Kathleen Stock on what we might mean when we talk about sexual objectification

Non-academics most often hear about objectification in the context of discussing photos in magazine fashion spreads or adverts; as in, ‘Those pictures are so objectifying!’. Perhaps less frequently, someone might complain of ‘feeling objectified’ by someone else. Generally speaking, objectification seems to refer to a way of treating another human being as some kind of object. But what does this involve, exactly? And how do photos do it? Moreover, we sometimes hear of ‘sexual objectification’; what is this? Is it different from objectification, more generally? Is sexual objectification only something that can happen to women, or can it happen to men too? Is it always a bad thing when it does? I’ll address some of these questions here.
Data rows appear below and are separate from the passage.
use axum::http::{header, HeaderValue, StatusCode};
use axum::response::{IntoResponse, Response};
use axum::Json;
use serde::Serialize;
use std::time::Duration;
use thiserror::Error;

use crate::throttle::ThrottleError;

#[derive(Debug, Error)]
pub enum RegistryError {
    #[error("Invalid request: {0}")]
    InvalidRequest(String),
    #[error("Validation error: {0}")]
    Validation(String),
    #[error("Client not found")]
    ClientNotFound(u64),
    #[error("Too many requests. Try again later.")]
    RateLimitExceeded { retry_after: Duration },
    #[error("Redis error: {0}")]
    Redis(String),
    #[error("Database error: {0}")]
    Database(String),
    #[error("Notification error: {0}")]
    Notification(String),
    #[error("Configuration error: {0}")]
    Configuration(String),
    #[error("Internal error: {0}")]
    Internal(String),
}

impl From<ThrottleError> for RegistryError {
    fn from(err: ThrottleError) -> Self {
        RegistryError::InvalidRequest(err.to_string())
    }
}

impl From<redis::RedisError> for RegistryError {
    fn from(err: redis::RedisError) -> Self {
        RegistryError::Redis(err.to_string())
    }
}

impl From<sqlx::Error> for RegistryError {
    fn from(err: sqlx::Error) -> Self {
        RegistryError::Database(err.to_string())
    }
}

impl From<serde_json::Error> for RegistryError {
    fn from(err: serde_json::Error) -> Self {
        RegistryError::Internal(format!("Serialization failed: {}", err))
    }
}

impl From<validator::ValidationErrors> for RegistryError {
    fn from(err: validator::ValidationErrors) -> Self {
        RegistryError::Validation(err.to_string())
    }
}

impl From<prometheus::Error> for RegistryError {
    fn from(err: prometheus::Error) -> Self {
        RegistryError::Internal(format!("Metrics error: {}", err))
    }
}

impl RegistryError {
    pub fn status_code(&self) -> StatusCode {
        match self {
            RegistryError::InvalidRequest(_) => StatusCode::BAD_REQUEST,
            RegistryError::Validation(_) => StatusCode::UNPROCESSABLE_ENTITY,
            RegistryError::ClientNotFound(_) => StatusCode::NOT_FOUND,
            RegistryError::RateLimitExceeded { .. } => StatusCode::TOO_MANY_REQUESTS,
            RegistryError::Redis(_) | RegistryError::Database(_) => {
                StatusCode::SERVICE_UNAVAILABLE
            }
            RegistryError::Notification(_)
            | RegistryError::Configuration(_)
            | RegistryError::Internal(_) => StatusCode::INTERNAL_SERVER_ERROR,
        }
    }
}

#[derive(Debug, Serialize)]
pub struct ErrorResponse {
    pub error: String,
    pub message: String,
    pub code: u16,
}

impl ErrorResponse {
    pub fn new(error: &str, message: &str, code: u16) -> Self {
        Self {
            error: error.to_string(),
            message: message.to_string(),
            code,
        }
    }

    pub fn from_registry_error(err: &RegistryError) -> Self {
        let code = err.status_code().as_u16();
        match err {
            RegistryError::InvalidRequest(msg) => Self::new("bad_request", msg, code),
            RegistryError::Validation(msg) => Self::new("validation_error", msg, code),
            RegistryError::ClientNotFound(_) => Self::new("not_found", "Client not found", code),
            RegistryError::RateLimitExceeded { .. } => {
                Self::new("rate_limit_exceeded", &err.to_string(), code)
            }
            RegistryError::Redis(msg) | RegistryError::Database(msg) => {
                Self::new("service_unavailable", msg, code)
            }
            // Queue failures are logged where they happen; clients get a generic message.
            RegistryError::Notification(_) => {
                Self::new("internal_error", "Internal server error", code)
            }
            RegistryError::Configuration(msg) => Self::new("configuration_error", msg, code),
            RegistryError::Internal(msg) => Self::new("internal_error", msg, code),
        }
    }
}

/// Whole seconds until a retry makes sense, never less than one
pub fn retry_after_secs(retry_after: Duration) -> u64 {
    let secs = retry_after.as_secs() + u64::from(retry_after.subsec_nanos() > 0);
    secs.max(1)
}

impl IntoResponse for RegistryError {
    fn into_response(self) -> Response {
        let body = ErrorResponse::from_registry_error(&self);
        let mut response = (self.status_code(), Json(body)).into_response();

        if let RegistryError::RateLimitExceeded { retry_after } = self {
            response.headers_mut().insert(
                header::RETRY_AFTER,
                HeaderValue::from(retry_after_secs(retry_after)),
            );
        }

        response
    }
}

#[cfg(test)]
mod tests {
    use super::*;

    #[test]
    fn test_status_codes() {
        assert_eq!(
            RegistryError::ClientNotFound(3).status_code(),
            StatusCode::NOT_FOUND
        );
        assert_eq!(
            RegistryError::Validation("bad".into()).status_code(),
            StatusCode::UNPROCESSABLE_ENTITY
        );
        assert_eq!(
            RegistryError::RateLimitExceeded { retry_after: Duration::from_secs(5) }.status_code(),
            StatusCode::TOO_MANY_REQUESTS
        );
        assert_eq!(
            RegistryError::Database("pool timed out".into()).status_code(),
            StatusCode::SERVICE_UNAVAILABLE
        );
    }

    #[test]
    fn test_retry_after_rounds_up() {
        assert_eq!(retry_after_secs(Duration::from_secs(55)), 55);
        assert_eq!(retry_after_secs(Duration::from_millis(54_200)), 55);
        assert_eq!(retry_after_secs(Duration::ZERO), 1);
    }

    #[test]
    fn test_rate_limit_response_carries_retry_after() {
        let response = RegistryError::RateLimitExceeded {
            retry_after: Duration::from_secs(42),
        }
        .into_response();

        assert_eq!(response.status(), StatusCode::TOO_MANY_REQUESTS);
        assert_eq!(response.headers()[header::RETRY_AFTER], "42");
    }

    #[test]
    fn test_notification_error_hides_details() {
        let body = ErrorResponse::from_registry_error(&RegistryError::Notification(
            "connection refused".into(),
        ));
        assert_eq!(body.code, 500);
        assert!(!body.message.contains("refused"));
    }
}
In her influential article ‘Sexual Objectification’, the philosopher Martha Nussbaum lists a range of ways in which one person can objectify another person, in the sense of treating that person in ways which resemble the ways we treat inanimate objects. Objectifying someone, she says, can involve treating another as some or all of the following: as an instrument for the pursuit of one’s own interests, irrespective of theirs; as lacking in autonomy; as inert or lacking in agency; as fungible (that is, as swappable with others, without loss); as someone whose boundaries can be permissibly violated; as capable of being owned; and/or as someone whose experiences and feelings are irrelevant. Nussbaum treats sexual objectification as objectification, in one of these forms, in the context of a sexual relationship. In her book Sexual Solipsism, Rae Langton adds to the list as further possible forms of objectification: treating someone as reduced to her body, or body parts; as reduced to appearances; or as silent and lacking the capacity to speak.
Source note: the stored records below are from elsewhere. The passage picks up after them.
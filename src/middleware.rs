use axum::{
    extract::{ConnectInfo, Request},
    middleware::Next,
    response::Response,
};
use std::net::SocketAddr;
use std::time::Instant;
use tracing::info;

use crate::key_generator::{KeyGenerator, UNKNOWN_KEY};

/// Logging middleware for request/response tracking
pub async fn logging_middleware(request: Request, next: Next) -> Response {
    let method = request.method().clone();
    let uri = request.uri().clone();
    let client_ip = get_client_ip(&request);
    let started = Instant::now();

    info!(
        target: "client_registry::middleware",
        method = %method,
        uri = %uri,
        client_ip = %client_ip,
        "Incoming request"
    );

    let response = next.run(request).await;

    let status = response.status();
    info!(
        target: "client_registry::middleware",
        method = %method,
        uri = %uri,
        status = %status,
        latency_ms = started.elapsed().as_millis() as u64,
        "Request completed"
    );

    response
}

/// Best guess at the caller's address, for logs only
fn get_client_ip(request: &Request) -> String {
    if let Some(forwarded) = KeyGenerator::extract_forwarded_ip(request.headers()) {
        return forwarded;
    }

    request
        .extensions()
        .get::<ConnectInfo<SocketAddr>>()
        .map(|ConnectInfo(addr)| addr.ip().to_string())
        .unwrap_or_else(|| UNKNOWN_KEY.to_string())
}

#[cfg(test)]
mod tests {
    use super::*;
    use axum::http::HeaderValue;

    #[test]
    fn test_get_client_ip_with_forwarded_header() {
        let mut request = Request::new(axum::body::Body::empty());
        request.headers_mut().insert(
            "x-forwarded-for",
            HeaderValue::from_static("192.168.1.1, 10.0.0.1"),
        );

        let ip = get_client_ip(&request);
        assert_eq!(ip, "192.168.1.1");
    }

    #[test]
    fn test_get_client_ip_from_connect_info() {
        let mut request = Request::new(axum::body::Body::empty());
        let addr: SocketAddr = "203.0.113.1:5555".parse().unwrap();
        request.extensions_mut().insert(ConnectInfo(addr));

        let ip = get_client_ip(&request);
        assert_eq!(ip, "203.0.113.1");
    }

    #[test]
    fn test_get_client_ip_fallback() {
        let request = Request::new(axum::body::Body::empty());
        let ip = get_client_ip(&request);
        assert_eq!(ip, "unknown");
    }
}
Nussbaum and Langton aren’t looking to find the essence of objectification (that is, a single thing that objectification is, essentially); rather, they are making a list of all the different ways in which we might treat fellow humans being as if they were objects. Inanimate objects are used as instruments, lack autonomy, are inert, lack agency, are fungible, and so on; humans can be treated in these ways too. As this suggests, their account is not limited to a particular gender: in theory, since men can be treated as instruments, as lacking autonomy, as inert, and so forth, men can be objectified as well as women, even though in a patriarchal cultural context, it is more usually women who are treated in these ways.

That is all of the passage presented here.